The Painn Model Implementation.

Copyright (c) 2023, The University of Cambridge and the authors of the Polarizable Atom Interaction Neural Network (PaiNN) paper.

All rights reserved.


In [7]:

class PaiNN(nn.Module):
    """
    Polarizable Atom Interaction Neural Network with PyTorch.
    """
    def __init__(
        self,
        num_message_passing_layers: int = 3,
        num_features: int = 128,
        num_outputs: int = 1,
        num_rbf_features: int = 20,
        num_unique_atoms: int = 100,
        cutoff_dist: float = 5.0,
        num_output: int = 1,
        device: str = 'cuda' if torch.cuda.is_available() else 'cpu'
    ) -> None:
        """
        Args:
            num_message_passing_layers: Number of message passing layers in
                the PaiNN model.
            num_features: Size of the node embeddings (scalar features) and
                vector features.
            num_outputs: Number of model outputs. In most cases 1.
            num_rbf_features: Number of radial basis functions to represent
                distances.
            num_unique_atoms: Number of unique atoms in the data that we want
                to learn embeddings for.
            cutoff_dist: Euclidean distance threshold for determining whether 
                two nodes (atoms) are neighbours.
            num_output: Number of outputs for the model. 

            device: Device to run the model on either 'cuda' or 'cpu'

        """

        # Initialize the PaiNN model with the given parameters.
        super().__init__()

        self.num_message_passing_layers = num_message_passing_layers
        self.num_features = num_features
        self.num_outputs = num_outputs
        self.num_rbf_features = num_rbf_features
        self.num_unique_atoms = num_unique_atoms
        self.cutoff_dist = cutoff_dist
        self.device = device

        # Translate the atom types to a one-hot encoding, so its not letters but numbers
        self.atom_embedding = nn.Embedding(num_unique_atoms, num_features)

        # Initialize the message and update blocks for the model.
        self.message = nn.ModuleList()
        self.update = nn.ModuleList()

        # Loop through the number of message passing layers and create the message and update blocks.
        # Number of layers shows how many neighbors we want to consider in the message passing.
        for i in range(num_message_passing_layers):
            self.message.append(
                Message(
                    num_features,
                    num_rbf_features,
                    device,
                )
            )
            self.update.append(
                Update(
                    num_features,
                    device,
                )
            )
        
        # Initialize the output layer for the model.
        # The output layer is a linear layer that takes the final node features and outputs the predicted property.
        self.output = nn.Sequential(
            nn.Linear(num_features, num_features//2),
            nn.SiLU(),
            nn.Linear(num_features//2, num_output),
        )
     


    def forward(
        self,
        atoms: torch.LongTensor,
        atom_positions: torch.FloatTensor,
        graph_indexes: torch.LongTensor,
    ) -> torch.FloatTensor:
        """
        Forward pass of PaiNN. Includes the readout network highlighted in blue
        in Figure 2 in (Schütt et al., 2021) with normal linear layers which is
        used for predicting properties as sums of atomic contributions.
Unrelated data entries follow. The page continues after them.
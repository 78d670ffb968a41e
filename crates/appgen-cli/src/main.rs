//! # appgen
//!
//! Generates the Doctrine entity, data object, factories, repository,
//! facade, exception and events for one model.
//!
//! ## Startup sequence
//!
//! 1. Parse CLI arguments (clap handles `--help` / `--version` early-exit).
//! 2. Initialise the tracing subscriber (logging).
//! 3. Load configuration (file + env + defaults).
//! 4. Build the [`OutputManager`].
//! 5. Dispatch to the appropriate command handler.
//! 6. Translate any [`CliError`] into a user-facing message and exit code.
//!
//! ## Exit codes
//!
//! | Code | Meaning                 |
//! |------|-------------------------|
//! |  0   | Success                 |
//! |  1   | Internal / system error |
//! |  2   | User / input error      |
//! |  3   | Resource not found      |
//! |  4   | Configuration error     |

use std::process::ExitCode;

use clap::Parser;
use tracing::{debug, info, instrument};

use crate::{
    cli::{Cli, Commands},
    config::AppConfig,
    error::{CliError, CliResult},
    logging::init_logging,
    output::OutputManager,
};

mod cli;
mod commands;
mod config;
mod error;
mod logging;
mod output;

fn main() -> ExitCode {
    // Load .env before anything else, including tracing init. A missing
    // .env is fine.
    let _ = dotenvy::dotenv();

    // ── 1. Parse arguments ────────────────────────────────────────────────
    // clap handles --help / --version and exits automatically; errors here
    // are argument-parse failures (exit 2).
    let cli = match Cli::try_parse() {
        Ok(cli) => cli,
        Err(e) => {
            // Render clap's own error (already user-friendly) and exit 2.
            eprintln!("{}", e.render().ansi());
            return ExitCode::from(2);
        }
    };

    // ── 2. Initialise tracing ─────────────────────────────────────────────
    if let Err(e) = init_logging(&cli.global) {
        eprintln!("Failed to initialise logging: {e}");
        return ExitCode::from(1);
    }

    debug!(
        verbose = cli.global.verbose,
        quiet = cli.global.quiet,
        no_color = cli.global.no_color,
        "CLI started"
    );

    // ── 3. Load configuration ─────────────────────────────────────────────
    let config = match AppConfig::load(cli.global.config.as_ref()) {
        Ok(cfg) => cfg,
        Err(e) => {
            let err = CliError::ConfigError {
                message: format!("{e:#}"),
                source: None,
            };
            return handle_error(err, cli.global.verbose > 0);
        }
    };

    // ── 4. Build output manager ───────────────────────────────────────────
    let output = OutputManager::new(&cli.global, &config);
    debug!(
        format = ?output.format(),
        color = output.supports_color(),
        quiet = output.is_quiet(),
        "Output ready"
    );

    // ── 5. Dispatch + 6. Error handling ──────────────────────────────────
    let verbose = cli.global.verbose > 0;
    match run(cli, config, output) {
        Ok(()) => {
            info!("appgen completed successfully");
            ExitCode::SUCCESS
        }
        Err(e) => handle_error(e, verbose),
    }
}

/// Dispatch to the correct command handler.
#[instrument(skip_all)]
fn run(cli: Cli, config: AppConfig, output: OutputManager) -> CliResult<()> {
    match cli.command {
        Commands::Model(cmd) => commands::model::execute(cmd, config, output),
        Commands::Init(cmd) => commands::init::execute(cmd, output),
        Commands::Completions(cmd) => commands::completions::execute(cmd),
        Commands::Config(cmd) => {
            commands::config::execute(cmd, cli.global.config.as_ref(), config, output)
        }
    }
}

/// Translate a `CliError` into a user message and an appropriate exit code.
///
/// This is the single place where structured errors become human-readable
/// output and OS exit codes.
fn handle_error(err: CliError, verbose: bool) -> ExitCode {
    // 1. Emit a structured log event at the right severity.
    err.log();

    // 2. Print a user-friendly message.  We write directly to stderr so the
    //    message appears even when stdout is redirected.
    //
    //    Colour is disabled when stderr is not a TTY (same logic as logging.rs).
    let msg = if std::io::IsTerminal::is_terminal(&std::io::stderr()) {
        err.format_colored(verbose)
    } else {
        err.format_plain(verbose)
    };
    eprint!("{msg}");

    ExitCode::from(err.exit_code())
}

// ── tests ─────────────────────────────────────────────────────────────────────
The
        post-processing and final sum is perfomed with
        src.models.AtomwisePostProcessing.

        Args:
            atoms: torch.LongTensor of size [num_nodes] with atom type of each
                node in the graph.
            atom_positions: torch.FloatTensor of size [num_nodes, 3] with
                euclidean coordinates of each node / atom.
            graph_indexes: torch.LongTensor of size [num_nodes] with the graph 
                index each node belongs to.

        Returns:
            A torch.FloatTensor of size [num_nodes, num_outputs] with atomic
            contributions to the overall molecular property prediction.
        """
        
        # Learn the atom embeddings for the input atoms.
        sf = self.atom_embedding(atoms).to(self.device)
        vf = torch.zeros(sf.size(0),3,sf.size(1)).to(self.device)

        ##### Local neigborhood #####
        # Get the local edges for the input atoms using the helper function.
        edge_indexes, edge_distances, edge_directions = local_edges(
            atom_positions,
            graph_indexes,
            self.cutoff_dist,
            self.device
        )

        ###### Radial Basis Function (RBF) #####
        # Compute the radial distribution function (RDF) for the input atoms using the helper function.
        edge_rbf = RDF(
            edge_distances,
            self.num_rbf_features,
            self.cutoff_dist,
            self.device
        )

        # Move the tensors to the appropriate device
        edge_indexes = edge_indexes.to(self.device)
        edge_distances = edge_distances.to(self.device)
        edge_directions = edge_directions.to(self.device)
        edge_rbf = edge_rbf.to(self.device)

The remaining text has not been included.